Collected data
■ ■ ■ ■ ■ ■ ■

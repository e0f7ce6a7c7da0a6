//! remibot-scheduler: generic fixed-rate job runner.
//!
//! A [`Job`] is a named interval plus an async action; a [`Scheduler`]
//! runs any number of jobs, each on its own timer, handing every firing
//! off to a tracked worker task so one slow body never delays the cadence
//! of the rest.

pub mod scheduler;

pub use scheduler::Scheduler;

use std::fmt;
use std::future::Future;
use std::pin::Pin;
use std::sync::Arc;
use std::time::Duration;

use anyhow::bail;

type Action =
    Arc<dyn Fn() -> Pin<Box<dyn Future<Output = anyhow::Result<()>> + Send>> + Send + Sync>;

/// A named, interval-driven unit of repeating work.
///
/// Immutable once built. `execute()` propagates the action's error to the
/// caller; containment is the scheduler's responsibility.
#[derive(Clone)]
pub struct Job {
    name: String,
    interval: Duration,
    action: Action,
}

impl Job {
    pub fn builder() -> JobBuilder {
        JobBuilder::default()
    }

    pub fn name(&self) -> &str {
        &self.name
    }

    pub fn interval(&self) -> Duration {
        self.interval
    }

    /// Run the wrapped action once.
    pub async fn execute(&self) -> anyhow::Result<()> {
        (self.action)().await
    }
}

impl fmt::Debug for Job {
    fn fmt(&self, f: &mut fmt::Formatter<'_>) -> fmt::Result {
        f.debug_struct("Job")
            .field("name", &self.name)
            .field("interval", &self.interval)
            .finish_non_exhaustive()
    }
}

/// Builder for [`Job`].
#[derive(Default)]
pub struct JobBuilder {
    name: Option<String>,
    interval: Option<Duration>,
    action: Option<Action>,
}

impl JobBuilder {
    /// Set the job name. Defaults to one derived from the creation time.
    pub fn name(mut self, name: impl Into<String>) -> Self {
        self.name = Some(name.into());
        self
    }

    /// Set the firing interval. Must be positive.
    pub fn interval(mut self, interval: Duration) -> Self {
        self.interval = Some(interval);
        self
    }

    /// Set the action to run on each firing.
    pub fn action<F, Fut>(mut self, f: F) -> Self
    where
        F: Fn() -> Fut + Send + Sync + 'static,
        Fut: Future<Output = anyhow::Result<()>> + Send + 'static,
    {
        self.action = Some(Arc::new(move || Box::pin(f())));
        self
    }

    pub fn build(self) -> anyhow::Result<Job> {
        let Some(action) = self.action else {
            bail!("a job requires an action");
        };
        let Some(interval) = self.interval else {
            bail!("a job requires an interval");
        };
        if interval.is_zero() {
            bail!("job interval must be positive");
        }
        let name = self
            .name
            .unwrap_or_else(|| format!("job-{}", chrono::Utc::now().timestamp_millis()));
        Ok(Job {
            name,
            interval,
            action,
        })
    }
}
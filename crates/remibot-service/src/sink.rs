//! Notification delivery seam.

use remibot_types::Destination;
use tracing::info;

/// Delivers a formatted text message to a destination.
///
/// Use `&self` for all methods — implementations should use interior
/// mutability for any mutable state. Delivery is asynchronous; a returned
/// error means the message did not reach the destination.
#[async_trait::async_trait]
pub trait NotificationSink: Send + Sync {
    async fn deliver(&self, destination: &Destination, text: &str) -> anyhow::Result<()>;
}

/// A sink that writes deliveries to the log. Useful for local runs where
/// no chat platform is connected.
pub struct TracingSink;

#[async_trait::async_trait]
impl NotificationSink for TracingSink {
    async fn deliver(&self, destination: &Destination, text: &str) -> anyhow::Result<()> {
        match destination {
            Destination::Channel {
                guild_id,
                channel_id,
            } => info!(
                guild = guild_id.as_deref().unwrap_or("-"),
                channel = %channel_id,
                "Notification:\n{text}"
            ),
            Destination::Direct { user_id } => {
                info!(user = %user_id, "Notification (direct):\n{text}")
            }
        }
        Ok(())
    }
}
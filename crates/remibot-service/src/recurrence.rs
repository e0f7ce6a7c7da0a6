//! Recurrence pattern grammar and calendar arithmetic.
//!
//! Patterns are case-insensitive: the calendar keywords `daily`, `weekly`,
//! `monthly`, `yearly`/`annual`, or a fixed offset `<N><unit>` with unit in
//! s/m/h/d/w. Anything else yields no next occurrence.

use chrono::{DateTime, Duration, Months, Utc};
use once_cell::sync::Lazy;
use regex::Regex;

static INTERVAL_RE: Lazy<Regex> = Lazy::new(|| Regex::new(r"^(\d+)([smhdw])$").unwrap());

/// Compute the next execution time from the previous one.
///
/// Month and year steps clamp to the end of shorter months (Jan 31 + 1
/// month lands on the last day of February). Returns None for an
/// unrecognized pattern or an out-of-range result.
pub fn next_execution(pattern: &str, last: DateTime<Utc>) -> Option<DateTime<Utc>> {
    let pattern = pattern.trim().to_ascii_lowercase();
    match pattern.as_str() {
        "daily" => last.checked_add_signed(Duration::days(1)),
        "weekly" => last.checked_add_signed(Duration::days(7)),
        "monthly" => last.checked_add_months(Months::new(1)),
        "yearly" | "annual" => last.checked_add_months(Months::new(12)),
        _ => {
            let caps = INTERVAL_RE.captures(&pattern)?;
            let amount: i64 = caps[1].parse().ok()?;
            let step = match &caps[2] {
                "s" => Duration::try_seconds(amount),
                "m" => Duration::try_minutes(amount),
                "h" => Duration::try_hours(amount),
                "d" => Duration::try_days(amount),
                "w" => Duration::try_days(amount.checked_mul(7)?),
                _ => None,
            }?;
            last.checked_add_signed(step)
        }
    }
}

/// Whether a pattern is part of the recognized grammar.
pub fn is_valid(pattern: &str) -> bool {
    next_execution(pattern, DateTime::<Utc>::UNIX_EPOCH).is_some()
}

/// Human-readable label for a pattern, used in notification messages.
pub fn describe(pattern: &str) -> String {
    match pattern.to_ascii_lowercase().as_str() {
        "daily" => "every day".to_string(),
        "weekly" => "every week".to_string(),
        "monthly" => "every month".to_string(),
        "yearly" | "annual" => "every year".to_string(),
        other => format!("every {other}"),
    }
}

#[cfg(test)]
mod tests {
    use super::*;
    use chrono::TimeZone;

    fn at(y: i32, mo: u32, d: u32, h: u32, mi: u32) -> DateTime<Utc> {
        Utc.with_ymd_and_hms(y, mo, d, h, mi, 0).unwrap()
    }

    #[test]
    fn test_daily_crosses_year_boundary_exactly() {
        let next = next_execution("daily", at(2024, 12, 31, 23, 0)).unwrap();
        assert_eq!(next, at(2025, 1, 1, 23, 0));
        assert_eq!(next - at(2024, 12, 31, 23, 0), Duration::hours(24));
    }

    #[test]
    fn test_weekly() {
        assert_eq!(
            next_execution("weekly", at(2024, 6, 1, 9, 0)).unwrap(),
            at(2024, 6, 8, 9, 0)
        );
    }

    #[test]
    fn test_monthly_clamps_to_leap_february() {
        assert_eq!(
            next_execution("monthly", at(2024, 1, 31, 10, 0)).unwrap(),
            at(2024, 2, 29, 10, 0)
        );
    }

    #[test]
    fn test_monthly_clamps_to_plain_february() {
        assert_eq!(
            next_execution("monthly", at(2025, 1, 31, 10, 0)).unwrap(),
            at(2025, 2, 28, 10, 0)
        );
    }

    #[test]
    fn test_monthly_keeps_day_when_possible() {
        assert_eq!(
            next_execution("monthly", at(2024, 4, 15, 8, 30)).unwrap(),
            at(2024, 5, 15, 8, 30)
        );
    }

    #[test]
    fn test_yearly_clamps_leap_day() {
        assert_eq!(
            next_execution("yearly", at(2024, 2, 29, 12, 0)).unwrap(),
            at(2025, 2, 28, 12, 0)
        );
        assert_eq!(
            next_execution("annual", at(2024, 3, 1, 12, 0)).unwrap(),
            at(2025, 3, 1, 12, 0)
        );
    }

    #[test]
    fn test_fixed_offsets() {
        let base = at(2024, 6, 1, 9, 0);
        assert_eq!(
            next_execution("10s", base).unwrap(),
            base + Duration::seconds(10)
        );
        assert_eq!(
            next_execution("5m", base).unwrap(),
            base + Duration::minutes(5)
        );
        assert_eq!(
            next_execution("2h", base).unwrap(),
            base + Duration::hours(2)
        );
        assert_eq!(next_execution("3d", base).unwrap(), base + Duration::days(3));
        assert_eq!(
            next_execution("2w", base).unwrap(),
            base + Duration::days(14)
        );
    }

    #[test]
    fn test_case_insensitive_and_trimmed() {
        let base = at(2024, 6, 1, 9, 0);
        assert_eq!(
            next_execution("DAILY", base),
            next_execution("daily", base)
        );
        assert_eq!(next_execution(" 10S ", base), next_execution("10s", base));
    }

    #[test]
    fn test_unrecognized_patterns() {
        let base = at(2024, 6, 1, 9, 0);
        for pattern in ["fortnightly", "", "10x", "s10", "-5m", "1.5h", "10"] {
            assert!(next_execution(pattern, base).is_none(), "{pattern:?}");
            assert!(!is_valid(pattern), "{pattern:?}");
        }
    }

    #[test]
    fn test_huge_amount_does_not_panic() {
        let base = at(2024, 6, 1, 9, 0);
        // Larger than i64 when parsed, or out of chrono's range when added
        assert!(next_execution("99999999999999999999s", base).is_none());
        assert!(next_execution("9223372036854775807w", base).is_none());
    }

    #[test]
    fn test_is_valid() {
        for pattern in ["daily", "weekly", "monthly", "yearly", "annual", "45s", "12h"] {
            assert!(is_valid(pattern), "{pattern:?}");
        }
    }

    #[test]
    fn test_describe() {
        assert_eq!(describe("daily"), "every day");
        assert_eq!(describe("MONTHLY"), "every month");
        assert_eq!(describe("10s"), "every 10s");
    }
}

■ ■ ■ ■ ■ ■ ■

• **REQUIRED WORK**:
Match on "runs" and report each line of the data above that has it.

• **ANSWER TO THIS TASK**:
//! runs any number of jobs, each on its own timer, handing every firing
/// A sink that writes deliveries to the log. Useful for local runs where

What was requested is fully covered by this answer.